C6 Working with Prime Numbers

Question 1

the 15 prime numbers under 50

Answer 1

2 3 5 7 11 13 17 19 23 29 31 37 41 43 47

Question 2

11 prime numbers from 50 to 102

Answer 2

53 59 61 67 71

73 79 83 89 97 101

Question 3

prime factorization

Answer 3

the prime factorization of a number is the unique product of the prime numbers that results in the given number.

Question 4

prime factorization methods

Answer 4

1. The tree
2. Upside down division

2|120

2|60

2|30

3|15

5

= 2³ x 3 x 5

Question 5

rules of divisibility for numbers 2 thru 12

Answer 5

2: the number ends in 0, 2, 4, 6, 8
5: the number ends in 0 or 5
10: the numbers ends in 0
4: the last two digits form a number divisible by 4
8: the last three digits form a number divisible by 8
3: the sum of the digits is divisible by three
9: the sum of the digits is divisible by 9
11: the difference between the sum of alternating digits is divisible by 11 or is 0.
6: the number is divisible by both 2 and 3 (use both rules)
12: the number is divisible by both 3 and 4 (use both rules

Question 6

prime factorization to reduce fractions: what are the steps?

Answer 6

1. find the prime factorization of the numerator
2. find the prime factorization of the denominator
3. write the fraction with the prime factorization
4. cross out any factors in common

100/243 = 2³ x 5²/ 3⁵ has no common factors so it is reduced all the way. You can write the fraction in either form

Question 7

what is the subtle difference when dividing fractions with exponents and reducing fractions using prime factorization with exponents?

Answer 7

dividing fractions: with exponents you subtract the exponent in the numerator from the denominator

reducing fractions using prime factorization: you cross out the exponents so essentally you find the difference in the two

48x³z / 84xz⁴ = 4x²/ 7z³

Question 8

pulling out the factors and leaving the rest: what are the steps to simplifying expressions by finding the GCF and pulling it out of a list of terms?

12x²y⁴ + 16xy³ - 20x³y²

Answer 8

12x²y⁴ + 16xy³ - 20x³y²

1. Determine any common numerical factors.

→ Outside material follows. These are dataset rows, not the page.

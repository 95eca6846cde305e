//! Context budgeting for hydrated turns.
//!
//! Before each model round the orchestrator runs the round's hydrated turns
//! through [`BudgetCaps::select`], which keeps a prefix of the requested
//! turns (in request order) and reports exactly which turns were dropped and
//! why. The selection is greedy and order-preserving: no reordering, no
//! knapsack packing.

use crate::token::turn_cost;
use hindsight_core::{HydratedTurn, TurnId};
use serde::Serialize;

/// The two hard caps applied to a round's hydrated context.
#[derive(Debug, Clone, Copy)]
pub struct BudgetCaps {
    /// Maximum number of hydrated turns injected per round.
    pub max_turns: usize,
    /// Maximum estimated tokens across all injected turns.
    pub max_tokens: usize,
}

impl BudgetCaps {
    pub fn new(max_turns: usize, max_tokens: usize) -> Self {
        Self {
            max_turns,
            max_tokens,
        }
    }

    /// Select which turns fit under the caps, preserving request order.
    ///
    /// Turns are considered one at a time. A turn past the count cap is
    /// excluded for `over_turn_cap`; a turn whose estimated cost would push
    /// the running total past the token cap is excluded for
    /// `over_token_cap`, and later turns are still considered (a smaller
    /// turn may still fit).
    pub fn select(&self, turns: Vec<HydratedTurn>) -> BudgetOutcome {
        let mut included = Vec::new();
        let mut excluded = Vec::new();
        let mut spent = 0usize;

        for turn in turns {
            if included.len() >= self.max_turns {
                excluded.push(ExcludedTurn {
                    turn_id: turn.turn_id,
                    reason: ExclusionReason::OverTurnCap,
                });
                continue;
            }
            let cost = turn_cost(&turn);
            if spent + cost > self.max_tokens {
                excluded.push(ExcludedTurn {
                    turn_id: turn.turn_id,
                    reason: ExclusionReason::OverTokenCap,
                });
                continue;
            }
            spent += cost;
            included.push(turn);
        }

        BudgetOutcome {
            included,
            excluded,
            estimated_tokens: spent,
        }
    }
}

/// The result of one budget pass.
#[derive(Debug)]
pub struct BudgetOutcome {
    /// Turns that fit, in the order they were requested.
    pub included: Vec<HydratedTurn>,
    /// Turns that were dropped, with the cap that dropped them.
    pub excluded: Vec<ExcludedTurn>,
    /// Total estimated token cost of the included turns.
    pub estimated_tokens: usize,
}

/// One dropped turn and why it was dropped.
#[derive(Debug, Clone, Serialize)]
pub struct ExcludedTurn {
    pub turn_id: TurnId,
    pub reason: ExclusionReason,
}

#[derive(Debug, Clone, Copy, PartialEq, Eq, Serialize)]
#[serde(rename_all = "snake_case")]
pub enum ExclusionReason {
    /// The per-round hydrated-turn count cap was already full.
    OverTurnCap,
    /// Including this turn would exceed the token cap.
    OverTokenCap,
}

#[cfg(test)]
mod tests {
    use super::*;
    use chrono::Utc;
    use hindsight_core::{ConversationId, MessageId};

    fn turn_with_chars(user_chars: usize) -> HydratedTurn {
        HydratedTurn {
            turn_id: TurnId::new(),
            provider: "hindsight".into(),
            model: "text-embedding-3-large".into(),
            conversation_id: ConversationId::new(),
            user_message_id: MessageId::new(),
            assistant_message_id: None,
            create_time: None,
            user_content: Some("x".repeat(user_chars)),
            assistant_content: None,
            used_summary: false,
            truncated: false,
            embedding_created_at: Utc::now(),
        }
    }

    #[test]
    fn under_caps_everything_included() {
        let caps = BudgetCaps::new(10, 10_000);
        let out = caps.select((0..3).map(|_| turn_with_chars(40)).collect());
        assert_eq!(out.included.len(), 3);
        assert!(out.excluded.is_empty());
    }

    #[test]
    fn count_cap_drops_exactly_the_overflow() {
        // 25 requested against a cap of 20: exactly 5 excluded, all for the
        // count cap, and the included set is the first 20 in request order.
        let caps = BudgetCaps::new(20, 1_000_000);
        let turns: Vec<_> = (0..25).map(|_| turn_with_chars(100)).collect();
        let ids: Vec<_> = turns.iter().map(|t| t.turn_id).collect();

        let out = caps.select(turns);
        assert_eq!(out.included.len(), 20);
        assert_eq!(out.excluded.len(), 5);
        assert!(out
            .excluded
            .iter()
            .all(|e| e.reason == ExclusionReason::OverTurnCap));
        let included_ids: Vec<_> = out.included.iter().map(|t| t.turn_id).collect();
        assert_eq!(included_ids, ids[..20]);
    }

    #[test]
    fn token_cap_skips_but_keeps_scanning() {
        // cap 60: first turn costs 8+40=48, second would cost 48 (over),
        // third costs 8+4=12 and still fits.
        let caps = BudgetCaps::new(10, 60);
        let turns = vec![
            turn_with_chars(160),
            turn_with_chars(160),
            turn_with_chars(16),
        ];
        let skipped = turns[1].turn_id;

        let out = caps.select(turns);
        assert_eq!(out.included.len(), 2);
        assert_eq!(out.excluded.len(), 1);
        assert_eq!(out.excluded[0].turn_id, skipped);
        assert_eq!(out.excluded[0].reason, ExclusionReason::OverTokenCap);
        assert_eq!(out.estimated_tokens, 60);
    }

    #[test]
    fn order_is_preserved() {
        let caps = BudgetCaps::new(10, 10_000);
        let turns: Vec<_> = (0..5).map(|_| turn_with_chars(8)).collect();
        let ids: Vec<_> = turns.iter().map(|t| t.turn_id).collect();
        let out = caps.select(turns);
        let got: Vec<_> = out.included.iter().map(|t| t.turn_id).collect();
        assert_eq!(got, ids);
    }

    #[test]
    fn rerun_yields_identical_partition() {
        // Costs: 18, 48, 12, 18. Caps (2, 40) admit the first and third,
        // drop the second for tokens and the fourth for count.
        let caps = BudgetCaps::new(2, 40);
        let turns = vec![
            turn_with_chars(40),
            turn_with_chars(160),
            turn_with_chars(16),
            turn_with_chars(40),
        ];

        let first = caps.select(turns.clone());
        let second = caps.select(turns);

        let included = |out: &BudgetOutcome| -> Vec<TurnId> {
            out.included.iter().map(|t| t.turn_id).collect()
        };
        let excluded = |out: &BudgetOutcome| -> Vec<(TurnId, ExclusionReason)> {
            out.excluded.iter().map(|e| (e.turn_id, e.reason)).collect()
        };
        assert_eq!(included(&first), included(&second));
        assert_eq!(excluded(&first), excluded(&second));
        assert_eq!(first.estimated_tokens, second.estimated_tokens);
        assert_eq!(
            excluded(&first).iter().map(|(_, r)| *r).collect::<Vec<_>>(),
            vec![ExclusionReason::OverTokenCap, ExclusionReason::OverTurnCap]
        );
    }

    #[test]
    fn exclusion_reason_serializes_snake_case() {
        let json = serde_json::to_string(&ExclusionReason::OverTokenCap).unwrap();
        assert_eq!(json, r#""over_token_cap""#);
    }
}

[each term has a coefficient that is divisible by a power of 2, which is 2² = 4]

2. Determine any common variable factors.

[each term has x and y factors]

3. Write the prime factorizations of each term.

= 12x²y⁴ = 2² * 3 * x²y⁴

= 16xy³ = 2⁴ * xy³

= -20x³y² = 2² * 5 * x³y²

4. Find the GCF.

=4xy²

5. Divide each term by the GCF.

= 12x²y⁴/4xy² = 3xy²

= 16xy³/4xy² = 4y

= -20x³y²/4xy² = -5x²

6. Write the result as a product of the GCF and the results of the division.

=4xy²(3xy² + 4y - 5x²)